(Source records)
━━━━━━━━━━━━━━━━
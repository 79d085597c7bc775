//! Per-frame physics step
//!
//! Advances the simulation by one clamped time delta. The order of effects
//! matters: paddle movement, serve countdown, ball integration, wall
//! collision, paddle collision, scoring. Audio cues are returned as an
//! ordered event list rather than played inline, keeping the step pure.

use glam::Vec2;

use super::collision::{deflection_velocity, intersects_paddle, rest_x_against};
use super::input::TickInput;
use super::state::{Cue, GameState, Side};
use crate::consts::*;

/// Guard a raw frame delta: NaN or negative deltas mean no movement, and
/// anything above `MAX_FRAME_DT` (tab backgrounding, frame hitches) is capped.
pub fn clamp_frame_dt(raw_dt: f32) -> f32 {
    if raw_dt.is_nan() || raw_dt < 0.0 {
        0.0
    } else {
        raw_dt.min(MAX_FRAME_DT)
    }
}

/// Advance the game by `dt` seconds, returning the cues fired this frame.
///
/// `dt` is expected to come through [`clamp_frame_dt`]; the loop driver owns
/// that guard so tests can drive arbitrary deltas directly.
pub fn tick(state: &mut GameState, input: &TickInput, dt: f32) -> Vec<Cue> {
    let mut cues = Vec::new();

    // One-shot actions apply even while paused
    if input.restart {
        state.reset_game();
    }
    if input.pause {
        state.paused = !state.paused;
    }
    if state.paused {
        return cues;
    }

    move_paddles(state, input, dt);
    update_ball(state, dt, &mut cues);

    cues
}

fn move_paddles(state: &mut GameState, input: &TickInput, dt: f32) {
    // Opposed controls apply additively: both held nets to zero
    if input.left_up {
        state.left_paddle.shift(-PADDLE_SPEED * dt);
    }
    if input.left_down {
        state.left_paddle.shift(PADDLE_SPEED * dt);
    }
    if input.right_up {
        state.right_paddle.shift(-PADDLE_SPEED * dt);
    }
    if input.right_down {
        state.right_paddle.shift(PADDLE_SPEED * dt);
    }
}

fn update_ball(state: &mut GameState, dt: f32, cues: &mut Vec<Cue>) {
    // Serve countdown: ball stays parked at center until the timer expires
    if state.serve_timer_ms > 0.0 {
        state.serve_timer_ms -= dt * 1000.0;
        if state.serve_timer_ms <= 0.0 {
            state.serve_timer_ms = 0.0;
            state.ball.vel = Vec2::new(BASE_BALL_SPEED * state.serve_direction, 0.0);
        }
        return;
    }

    state.ball.pos += state.ball.vel * dt;

    // Wall bounce: clamp to the boundary so the ball can't tunnel or stick
    if state.ball.pos.y - BALL_RADIUS <= 0.0 {
        state.ball.pos.y = BALL_RADIUS;
        state.ball.vel.y = -state.ball.vel.y;
        cues.push(Cue::Hit);
    } else if state.ball.pos.y + BALL_RADIUS >= COURT_HEIGHT {
        state.ball.pos.y = COURT_HEIGHT - BALL_RADIUS;
        state.ball.vel.y = -state.ball.vel.y;
        cues.push(Cue::Hit);
    }

    check_paddle_collision(state, cues);

    // Scoring: the ball must fully exit the court; at most one per frame.
    // The serve relaunches toward whichever side just conceded.
    if state.ball.pos.x + BALL_RADIUS < 0.0 {
        state.right_score += 1;
        cues.push(Cue::Score);
        state.reset_ball(-1.0);
    } else if state.ball.pos.x - BALL_RADIUS > COURT_WIDTH {
        state.left_score += 1;
        cues.push(Cue::Score);
        state.reset_ball(1.0);
    }
}

fn check_paddle_collision(state: &mut GameState, cues: &mut Vec<Cue>) {
    for side in [Side::Left, Side::Right] {
        let paddle = *state.paddle(side);
        if intersects_paddle(&state.ball, &paddle, side) {
            state.ball.pos.x = rest_x_against(&paddle, side);
            let (vel, speed) =
                deflection_velocity(state.ball.pos.y, &paddle, state.ball.speed, side);
            state.ball.vel = vel;
            state.ball.speed = speed;
            cues.push(Cue::Hit);
            return;
        }
    }
}

#[cfg(test)]
mod tests {
    use super::*;
    use crate::sim::state::Paddle;
    use proptest::prelude::*;

    fn held(left_up: bool, left_down: bool, right_up: bool, right_down: bool) -> TickInput {
        TickInput {
            left_up,
            left_down,
            right_up,
            right_down,
            ..Default::default()
        }
    }

    /// State mid-rally: serve finished, ball free at center
    fn rallying(seed: u64) -> GameState {
        let mut state = GameState::new(seed);
        let cues = tick(&mut state, &TickInput::default(), 1.0);
        assert!(cues.is_empty());
        assert!(!state.serving());
        state
    }

    #[test]
    fn test_clamp_frame_dt_guards_bad_deltas() {
        assert_eq!(clamp_frame_dt(f32::NAN), 0.0);
        assert_eq!(clamp_frame_dt(-0.5), 0.0);
        assert_eq!(clamp_frame_dt(5.0), MAX_FRAME_DT);
        assert_eq!(clamp_frame_dt(0.016), 0.016);
    }

    #[test]
    fn test_serve_countdown_launches_without_movement() {
        let mut state = GameState::new(3);
        state.serve_direction = 1.0;
        state.serve_timer_ms = SERVE_DELAY_MS;
        let center = state.ball.pos;

        // dt exactly exhausts the 1000 ms timer on this frame
        let cues = tick(&mut state, &TickInput::default(), 1.0);
        assert!(cues.is_empty());
        assert_eq!(state.serve_timer_ms, 0.0);
        assert_eq!(state.ball.vel, Vec2::new(BASE_BALL_SPEED, 0.0));
        assert_eq!(state.ball.pos, center);
    }

    #[test]
    fn test_ball_frozen_while_serving() {
        let mut state = GameState::new(3);
        let center = state.ball.pos;
        tick(&mut state, &TickInput::default(), 0.02);
        assert!(state.serving());
        assert_eq!(state.ball.pos, center);
    }

    #[test]
    fn test_wall_bounce_clamps_and_inverts() {
        let mut state = rallying(3);
        state.ball.pos = Vec2::new(400.0, BALL_RADIUS + 1.0);
        state.ball.vel = Vec2::new(0.0, -300.0);

        let cues = tick(&mut state, &TickInput::default(), 0.02);
        assert_eq!(cues, vec![Cue::Hit]);
        assert_eq!(state.ball.pos.y, BALL_RADIUS);
        assert_eq!(state.ball.vel.y, 300.0);
    }

    #[test]
    fn test_dead_center_right_paddle_hit() {
        let mut state = rallying(3);
        let paddle = state.right_paddle;
        state.ball.pos = Vec2::new(paddle.x - BALL_RADIUS - 1.0, paddle.center_y());
        state.ball.vel = Vec2::new(370.0, 0.0);
        state.ball.speed = 370.0;

        let cues = tick(&mut state, &TickInput::default(), 0.02);
        assert_eq!(cues, vec![Cue::Hit]);
        // 370 * 1.06 = 392.2, under the cap, angle 0
        assert!((state.ball.vel.x - (-392.2)).abs() < 0.01);
        assert!(state.ball.vel.y.abs() < 0.001);
        assert_eq!(state.ball.pos.x, paddle.x - BALL_RADIUS);
    }

    #[test]
    fn test_left_exit_scores_for_right() {
        let mut state = rallying(3);
        state.ball.pos = Vec2::new(-BALL_RADIUS - 0.5, 270.0);
        state.ball.vel = Vec2::new(-400.0, 0.0);

        let cues = tick(&mut state, &TickInput::default(), 0.001);
        assert_eq!(cues, vec![Cue::Score]);
        assert_eq!(state.right_score, 1);
        assert_eq!(state.left_score, 0);
        assert_eq!(state.ball.pos.x, COURT_WIDTH / 2.0);
        assert_eq!(state.serve_direction, -1.0);
        assert_eq!(state.serve_timer_ms, SERVE_DELAY_MS);
    }

    #[test]
    fn test_right_exit_serves_rightward() {
        let mut state = rallying(3);
        state.ball.pos = Vec2::new(COURT_WIDTH + BALL_RADIUS + 0.5, 270.0);
        state.ball.vel = Vec2::new(400.0, 0.0);

        tick(&mut state, &TickInput::default(), 0.001);
        assert_eq!(state.left_score, 1);
        assert_eq!(state.serve_direction, 1.0);
    }

    #[test]
    fn test_score_increments_once_per_exit() {
        let mut state = rallying(3);
        state.ball.pos = Vec2::new(-BALL_RADIUS - 100.0, 270.0);
        state.ball.vel = Vec2::new(-760.0, 0.0);

        let cues = tick(&mut state, &TickInput::default(), 0.02);
        assert_eq!(cues.iter().filter(|c| **c == Cue::Score).count(), 1);
        assert_eq!(state.right_score, 1);
    }

    #[test]
    fn test_paddle_movement_and_net_zero() {
        let mut state = rallying(3);
        let start = state.left_paddle.y;

        tick(&mut state, &held(true, false, false, false), 0.02);
        assert!((state.left_paddle.y - (start - PADDLE_SPEED * 0.02)).abs() < 1e-4);

        // Both directions held: additive, nets to zero
        let y = state.left_paddle.y;
        tick(&mut state, &held(true, true, false, false), 0.02);
        assert!((state.left_paddle.y - y).abs() < 1e-4);

        // Right paddle moves independently
        let ry = state.right_paddle.y;
        tick(&mut state, &held(false, false, false, true), 0.02);
        assert!((state.right_paddle.y - (ry + PADDLE_SPEED * 0.02)).abs() < 1e-4);
    }

    #[test]
    fn test_pause_freezes_everything() {
        let mut state = rallying(3);
        let toggle = TickInput {
            pause: true,
            ..Default::default()
        };
        assert!(tick(&mut state, &toggle, 0.02).is_empty());
        assert!(state.paused);

        let ball_pos = state.ball.pos;
        let paddle_y = state.left_paddle.y;
        for _ in 0..10 {
            let cues = tick(&mut state, &held(true, false, true, false), 0.02);
            assert!(cues.is_empty());
        }
        assert_eq!(state.ball.pos, ball_pos);
        assert_eq!(state.left_paddle.y, paddle_y);

        // Second toggle resumes
        tick(&mut state, &toggle, 0.02);
        assert!(!state.paused);
    }

    #[test]
    fn test_restart_while_paused_resumes_fresh() {
        let mut state = rallying(3);
        state.left_score = 2;
        state.paused = true;

        let input = TickInput {
            restart: true,
            ..Default::default()
        };
        tick(&mut state, &input, 0.02);
        assert_eq!(state.left_score, 0);
        assert!(!state.paused);
        assert!(state.serving());
    }

    #[test]
    fn test_deflection_skipped_when_moving_away() {
        let mut state = rallying(3);
        let paddle = state.right_paddle;
        // Overlapping the right paddle but already heading left
        state.ball.pos = Vec2::new(paddle.x + 1.0, paddle.center_y());
        state.ball.vel = Vec2::new(-400.0, 0.0);
        let speed_before = state.ball.speed;

        let cues = tick(&mut state, &TickInput::default(), 0.001);
        assert!(cues.is_empty());
        assert_eq!(state.ball.speed, speed_before);
    }

    proptest! {
        /// Paddles never leave the court, whatever the inputs
        #[test]
        fn prop_paddle_stays_in_bounds(
            moves in proptest::collection::vec((any::<bool>(), any::<bool>(), any::<bool>(), any::<bool>()), 1..200),
            dt in 0.0f32..MAX_FRAME_DT,
        ) {
            let mut state = GameState::new(11);
            for (lu, ld, ru, rd) in moves {
                tick(&mut state, &held(lu, ld, ru, rd), dt);
                prop_assert!(state.left_paddle.y >= 0.0);
                prop_assert!(state.left_paddle.y <= COURT_HEIGHT - PADDLE_HEIGHT);
                prop_assert!(state.right_paddle.y >= 0.0);
                prop_assert!(state.right_paddle.y <= COURT_HEIGHT - PADDLE_HEIGHT);
            }
        }

        /// Within a rally the ball's speed never decreases and never
        /// exceeds the cap
        #[test]
        fn prop_rally_speed_monotone_and_capped(frames in 1usize..2000) {
            let mut state = rallying(11);
            let mut last_speed = state.ball.speed;
            for _ in 0..frames {
                let cues = tick(&mut state, &TickInput::default(), MAX_FRAME_DT);
                if cues.contains(&Cue::Score) {
                    // New rally: speed resets to base
                    last_speed = state.ball.speed;
                }
                prop_assert!(state.ball.speed >= last_speed);
                prop_assert!(state.ball.speed <= MAX_BALL_SPEED);
                last_speed = state.ball.speed;
            }
        }

        /// Identical impacts produce identical deflections
        #[test]
        fn prop_deflection_pure(offset in -80.0f32..80.0, speed in 100.0f32..760.0) {
            let paddle = Paddle::new(Side::Left);
            let y = paddle.center_y() + offset;
            let a = deflection_velocity(y, &paddle, speed, Side::Left);
            let b = deflection_velocity(y, &paddle, speed, Side::Left);
            prop_assert_eq!(a, b);
        }
    }
}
━━━━━━━━━━━━━━━━
--- What is being asked ---
The answer must consist of every line from the data that contains the word "apply".

--- Response below ---
    // One-shot actions apply even while paused
    // Opposed controls apply additively: both held nets to zero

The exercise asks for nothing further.